Elton fans may also know him for his ability to transform songs into a different style, which was that of the pub piano style. I can recall an instance of Elton transforming “Your Song” into a pub song, and this ability proved to succeed with holiday songs. In 1973, a pub medley of Elton performing a number of holiday songs was played for a John Peel session on BBC Radio. If this conjures up an intriguing idea of what these songs can sound like, footage of the medley is available to listen to on YouTube.

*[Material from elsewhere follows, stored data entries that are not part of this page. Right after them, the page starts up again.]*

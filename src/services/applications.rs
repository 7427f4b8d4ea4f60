// src/services/applications.rs
use rusqlite::Connection;
use tracing::info;

use crate::db::{self, applications as db_apps, jobs as db_jobs, users as db_users};
use crate::domain::application::{
    Application, ApplicationStatus, ApplicationWithVolunteer, VolunteerApplication,
};
use crate::domain::job::JobStatus;
use crate::domain::user::Role;
use crate::errors::ServerError;

/// Submits a pending application. The job must be open and unassigned.
pub fn apply(
    conn: &mut Connection,
    job_id: i64,
    volunteer_id: i64,
    now: i64,
) -> Result<Application, ServerError> {
    let tx = db::write_tx(conn)?;
    let job = db_jobs::get_job(&tx, job_id)?;
    let volunteer = db_users::find_user(&tx, volunteer_id)?
        .ok_or_else(|| ServerError::NotFound(format!("volunteer {volunteer_id}")))?;
    if volunteer.role != Role::Volunteer {
        return Err(ServerError::BadRequest("only volunteers can apply to jobs".into()));
    }
    if job.status != JobStatus::Open || job.is_assigned() {
        return Err(ServerError::InvalidState(format!(
            "job {job_id} is not open for applications"
        )));
    }
    if db_apps::find_for_pair(&tx, job_id, volunteer_id)?.is_some() {
        return Err(ServerError::DuplicateApplication);
    }

    let id = db_apps::insert_application(&tx, job_id, volunteer_id, now)?;
    let application = db_apps::get_application(&tx, id)?;
    db::commit(tx)?;

    info!(application_id = id, job_id, volunteer_id, "application submitted");
    Ok(application)
}

/// Withdraws a pending application. The row is deleted, so the volunteer
/// may apply again while the job stays open.
pub fn cancel(conn: &mut Connection, job_id: i64, volunteer_id: i64) -> Result<(), ServerError> {
    let tx = db::write_tx(conn)?;
    let Some(application) = db_apps::find_for_pair(&tx, job_id, volunteer_id)? else {
        return Err(ServerError::NotFound(format!(
            "application of volunteer {volunteer_id} for job {job_id}"
        )));
    };
    if application.status != ApplicationStatus::Pending {
        return Err(ServerError::InvalidState(format!(
            "application {} is {} and cannot be cancelled",
            application.id,
            application.status.as_str()
        )));
    }
    if db_apps::delete_if_pending(&tx, application.id)? != 1 {
        return Err(ServerError::InvalidState(format!(
            "application {} changed concurrently",
            application.id
        )));
    }
    db::commit(tx)?;

    info!(application_id = application.id, job_id, volunteer_id, "application cancelled");
    Ok(())
}

pub fn list_for_job(
    conn: &Connection,
    job_id: i64,
    status: Option<ApplicationStatus>,
) -> Result<Vec<ApplicationWithVolunteer>, ServerError> {
    db_jobs::get_job(conn, job_id)?;
    db_apps::list_for_job(conn, job_id, status)
}

pub fn list_for_volunteer(
    conn: &Connection,
    volunteer_id: i64,
) -> Result<Vec<VolunteerApplication>, ServerError> {
    db_users::get_user(conn, volunteer_id)?;
    db_apps::list_for_volunteer(conn, volunteer_id)
}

“If we can help to entertain you, oh, we will find the ways,” says the lyric from “Step Into Christmas.” I would say that once again, Elton has certainly found the ways to entertain us, in a variety of genres throughout the years, and holiday music is without a doubt, one of them. A special thanks goes out to my good friend and fellow Elton fan, Jeanie Kincer, in assisting me with both some of the research, as well as coming up with suggestions for some of the songs listed here, in order to help add a bit of Elton to anyone’s holiday playlist, this season!